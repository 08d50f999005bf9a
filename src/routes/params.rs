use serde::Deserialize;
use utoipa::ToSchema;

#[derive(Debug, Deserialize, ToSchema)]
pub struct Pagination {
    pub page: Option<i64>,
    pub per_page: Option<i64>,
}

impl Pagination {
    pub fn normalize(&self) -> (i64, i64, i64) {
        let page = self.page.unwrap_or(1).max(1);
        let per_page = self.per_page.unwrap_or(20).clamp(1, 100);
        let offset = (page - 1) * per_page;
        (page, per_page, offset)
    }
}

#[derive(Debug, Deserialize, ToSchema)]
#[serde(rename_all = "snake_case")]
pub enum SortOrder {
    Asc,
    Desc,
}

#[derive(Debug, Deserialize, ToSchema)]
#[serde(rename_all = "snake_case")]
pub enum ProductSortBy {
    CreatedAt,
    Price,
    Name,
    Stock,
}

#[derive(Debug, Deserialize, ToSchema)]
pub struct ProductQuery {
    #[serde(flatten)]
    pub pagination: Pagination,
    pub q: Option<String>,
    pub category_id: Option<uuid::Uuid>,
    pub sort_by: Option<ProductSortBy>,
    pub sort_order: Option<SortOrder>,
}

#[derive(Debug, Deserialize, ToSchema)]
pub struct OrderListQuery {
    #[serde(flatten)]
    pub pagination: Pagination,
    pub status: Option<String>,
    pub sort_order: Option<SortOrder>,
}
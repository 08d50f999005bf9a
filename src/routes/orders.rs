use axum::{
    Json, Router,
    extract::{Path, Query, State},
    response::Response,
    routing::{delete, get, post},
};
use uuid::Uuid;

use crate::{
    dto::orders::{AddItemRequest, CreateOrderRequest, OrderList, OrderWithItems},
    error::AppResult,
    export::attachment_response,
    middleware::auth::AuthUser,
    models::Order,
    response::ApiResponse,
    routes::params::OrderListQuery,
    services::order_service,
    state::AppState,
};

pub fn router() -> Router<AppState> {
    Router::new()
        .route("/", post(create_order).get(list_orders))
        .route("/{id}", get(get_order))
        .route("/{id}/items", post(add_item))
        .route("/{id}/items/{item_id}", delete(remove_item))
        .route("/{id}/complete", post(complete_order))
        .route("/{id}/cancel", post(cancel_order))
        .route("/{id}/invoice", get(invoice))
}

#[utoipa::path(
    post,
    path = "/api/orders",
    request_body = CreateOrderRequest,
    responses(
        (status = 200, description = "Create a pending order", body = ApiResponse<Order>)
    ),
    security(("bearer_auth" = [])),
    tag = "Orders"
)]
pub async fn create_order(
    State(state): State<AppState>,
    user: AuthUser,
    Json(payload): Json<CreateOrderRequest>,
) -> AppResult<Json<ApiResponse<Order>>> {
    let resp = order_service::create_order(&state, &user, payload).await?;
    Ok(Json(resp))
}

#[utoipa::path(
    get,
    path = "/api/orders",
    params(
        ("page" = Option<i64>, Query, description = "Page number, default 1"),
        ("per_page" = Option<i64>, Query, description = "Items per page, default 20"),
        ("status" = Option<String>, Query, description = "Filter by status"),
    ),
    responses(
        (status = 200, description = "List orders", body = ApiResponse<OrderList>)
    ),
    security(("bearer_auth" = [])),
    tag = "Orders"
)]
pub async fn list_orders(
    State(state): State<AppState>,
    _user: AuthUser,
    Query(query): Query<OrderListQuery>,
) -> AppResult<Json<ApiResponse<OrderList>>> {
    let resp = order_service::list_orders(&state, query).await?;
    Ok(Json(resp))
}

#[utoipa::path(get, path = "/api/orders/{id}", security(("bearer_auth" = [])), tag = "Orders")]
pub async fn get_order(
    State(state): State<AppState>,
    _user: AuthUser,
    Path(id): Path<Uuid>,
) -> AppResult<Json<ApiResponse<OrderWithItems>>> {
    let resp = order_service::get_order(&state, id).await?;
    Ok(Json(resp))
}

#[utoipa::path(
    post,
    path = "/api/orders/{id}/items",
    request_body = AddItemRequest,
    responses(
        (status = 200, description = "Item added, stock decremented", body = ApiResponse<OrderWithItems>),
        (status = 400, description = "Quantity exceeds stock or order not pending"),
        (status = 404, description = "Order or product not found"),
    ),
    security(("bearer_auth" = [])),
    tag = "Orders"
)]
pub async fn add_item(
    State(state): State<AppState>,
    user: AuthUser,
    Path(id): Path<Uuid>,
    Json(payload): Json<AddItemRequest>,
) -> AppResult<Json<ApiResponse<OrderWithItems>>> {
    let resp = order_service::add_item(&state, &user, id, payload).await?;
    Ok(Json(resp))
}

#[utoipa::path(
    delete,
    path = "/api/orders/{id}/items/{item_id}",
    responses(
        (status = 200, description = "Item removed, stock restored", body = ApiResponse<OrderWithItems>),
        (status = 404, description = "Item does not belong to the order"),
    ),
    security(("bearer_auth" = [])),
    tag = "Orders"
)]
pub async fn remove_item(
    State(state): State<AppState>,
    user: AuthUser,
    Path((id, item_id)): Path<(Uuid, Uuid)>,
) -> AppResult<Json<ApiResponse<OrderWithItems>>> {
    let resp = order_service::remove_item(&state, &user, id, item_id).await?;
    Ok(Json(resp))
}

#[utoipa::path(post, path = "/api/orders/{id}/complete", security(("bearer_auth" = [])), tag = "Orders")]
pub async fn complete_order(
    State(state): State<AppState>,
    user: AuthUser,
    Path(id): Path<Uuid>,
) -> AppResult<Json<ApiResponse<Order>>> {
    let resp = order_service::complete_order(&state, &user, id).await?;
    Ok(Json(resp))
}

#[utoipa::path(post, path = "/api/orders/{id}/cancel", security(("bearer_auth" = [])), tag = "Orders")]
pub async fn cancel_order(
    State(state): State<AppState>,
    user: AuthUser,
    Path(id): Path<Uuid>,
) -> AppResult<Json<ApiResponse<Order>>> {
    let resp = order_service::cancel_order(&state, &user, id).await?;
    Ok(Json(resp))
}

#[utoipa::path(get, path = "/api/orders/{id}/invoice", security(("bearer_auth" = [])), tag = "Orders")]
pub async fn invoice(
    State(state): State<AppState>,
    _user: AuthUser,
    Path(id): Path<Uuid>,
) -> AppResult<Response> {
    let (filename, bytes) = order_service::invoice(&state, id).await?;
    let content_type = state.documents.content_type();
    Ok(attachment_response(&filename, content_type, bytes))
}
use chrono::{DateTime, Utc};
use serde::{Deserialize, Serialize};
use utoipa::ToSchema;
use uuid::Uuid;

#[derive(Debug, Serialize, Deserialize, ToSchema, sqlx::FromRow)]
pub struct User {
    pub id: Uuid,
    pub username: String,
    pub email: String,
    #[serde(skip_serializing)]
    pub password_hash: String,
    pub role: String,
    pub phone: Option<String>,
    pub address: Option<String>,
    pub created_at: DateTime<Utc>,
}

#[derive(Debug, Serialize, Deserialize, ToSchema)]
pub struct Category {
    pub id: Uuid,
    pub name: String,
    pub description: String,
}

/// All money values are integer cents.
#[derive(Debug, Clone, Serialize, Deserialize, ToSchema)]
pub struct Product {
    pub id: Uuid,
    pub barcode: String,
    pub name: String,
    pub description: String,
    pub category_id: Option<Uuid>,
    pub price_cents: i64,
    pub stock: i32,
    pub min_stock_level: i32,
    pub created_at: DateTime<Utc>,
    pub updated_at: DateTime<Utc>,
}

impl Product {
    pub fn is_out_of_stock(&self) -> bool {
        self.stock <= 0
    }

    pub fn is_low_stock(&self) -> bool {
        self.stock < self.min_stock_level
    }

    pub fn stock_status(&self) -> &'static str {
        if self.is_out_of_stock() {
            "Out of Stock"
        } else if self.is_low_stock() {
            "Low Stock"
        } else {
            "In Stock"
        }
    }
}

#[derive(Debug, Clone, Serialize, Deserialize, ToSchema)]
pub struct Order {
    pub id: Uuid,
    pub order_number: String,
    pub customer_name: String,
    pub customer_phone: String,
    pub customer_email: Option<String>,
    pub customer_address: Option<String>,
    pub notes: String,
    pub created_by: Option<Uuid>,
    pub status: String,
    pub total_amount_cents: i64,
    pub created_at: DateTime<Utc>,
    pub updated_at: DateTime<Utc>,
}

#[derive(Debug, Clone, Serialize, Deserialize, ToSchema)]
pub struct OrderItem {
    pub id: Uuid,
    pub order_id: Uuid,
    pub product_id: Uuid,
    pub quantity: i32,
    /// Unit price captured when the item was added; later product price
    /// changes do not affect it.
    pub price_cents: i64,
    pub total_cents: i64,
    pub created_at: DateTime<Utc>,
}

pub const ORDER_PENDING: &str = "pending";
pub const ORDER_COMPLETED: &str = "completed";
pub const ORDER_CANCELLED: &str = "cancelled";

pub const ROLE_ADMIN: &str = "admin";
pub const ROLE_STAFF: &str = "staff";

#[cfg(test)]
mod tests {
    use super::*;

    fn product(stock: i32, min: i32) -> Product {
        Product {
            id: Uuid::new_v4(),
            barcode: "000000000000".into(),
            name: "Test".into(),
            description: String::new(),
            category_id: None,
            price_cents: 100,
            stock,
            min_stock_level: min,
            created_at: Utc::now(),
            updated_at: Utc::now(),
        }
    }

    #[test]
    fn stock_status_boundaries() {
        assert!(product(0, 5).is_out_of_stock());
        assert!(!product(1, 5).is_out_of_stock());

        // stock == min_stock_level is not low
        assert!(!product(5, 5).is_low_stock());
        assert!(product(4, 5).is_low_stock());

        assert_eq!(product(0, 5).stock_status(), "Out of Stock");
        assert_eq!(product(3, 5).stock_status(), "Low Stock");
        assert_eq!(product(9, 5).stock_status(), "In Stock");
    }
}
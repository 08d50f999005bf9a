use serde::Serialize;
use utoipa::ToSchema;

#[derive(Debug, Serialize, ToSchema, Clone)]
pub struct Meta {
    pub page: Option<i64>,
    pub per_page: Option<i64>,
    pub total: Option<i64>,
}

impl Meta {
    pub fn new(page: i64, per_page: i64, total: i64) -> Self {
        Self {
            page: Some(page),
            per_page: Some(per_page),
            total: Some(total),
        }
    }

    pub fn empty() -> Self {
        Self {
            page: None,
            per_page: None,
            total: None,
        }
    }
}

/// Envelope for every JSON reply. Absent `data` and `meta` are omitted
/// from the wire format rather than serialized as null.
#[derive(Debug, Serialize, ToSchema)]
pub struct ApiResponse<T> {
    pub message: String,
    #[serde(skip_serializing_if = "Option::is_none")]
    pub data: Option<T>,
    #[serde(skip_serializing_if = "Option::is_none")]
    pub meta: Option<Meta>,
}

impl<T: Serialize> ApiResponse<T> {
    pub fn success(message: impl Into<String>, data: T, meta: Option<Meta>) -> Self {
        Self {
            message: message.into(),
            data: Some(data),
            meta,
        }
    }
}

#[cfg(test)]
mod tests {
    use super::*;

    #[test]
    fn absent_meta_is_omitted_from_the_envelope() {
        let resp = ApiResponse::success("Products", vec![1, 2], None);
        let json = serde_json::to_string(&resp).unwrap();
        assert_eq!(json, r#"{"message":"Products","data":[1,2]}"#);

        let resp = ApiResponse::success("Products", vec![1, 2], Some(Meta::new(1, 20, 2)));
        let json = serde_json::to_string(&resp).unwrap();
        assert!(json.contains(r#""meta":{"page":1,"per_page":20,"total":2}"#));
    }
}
------------------------------------------------------------------------
Among the lines above, find those carrying the word "impl" and copy them out.

impl Pagination {
impl Product {
impl Meta {
impl<T: Serialize> ApiResponse<T> {
    pub fn success(message: impl Into<String>, data: T, meta: Option<Meta>) -> Self {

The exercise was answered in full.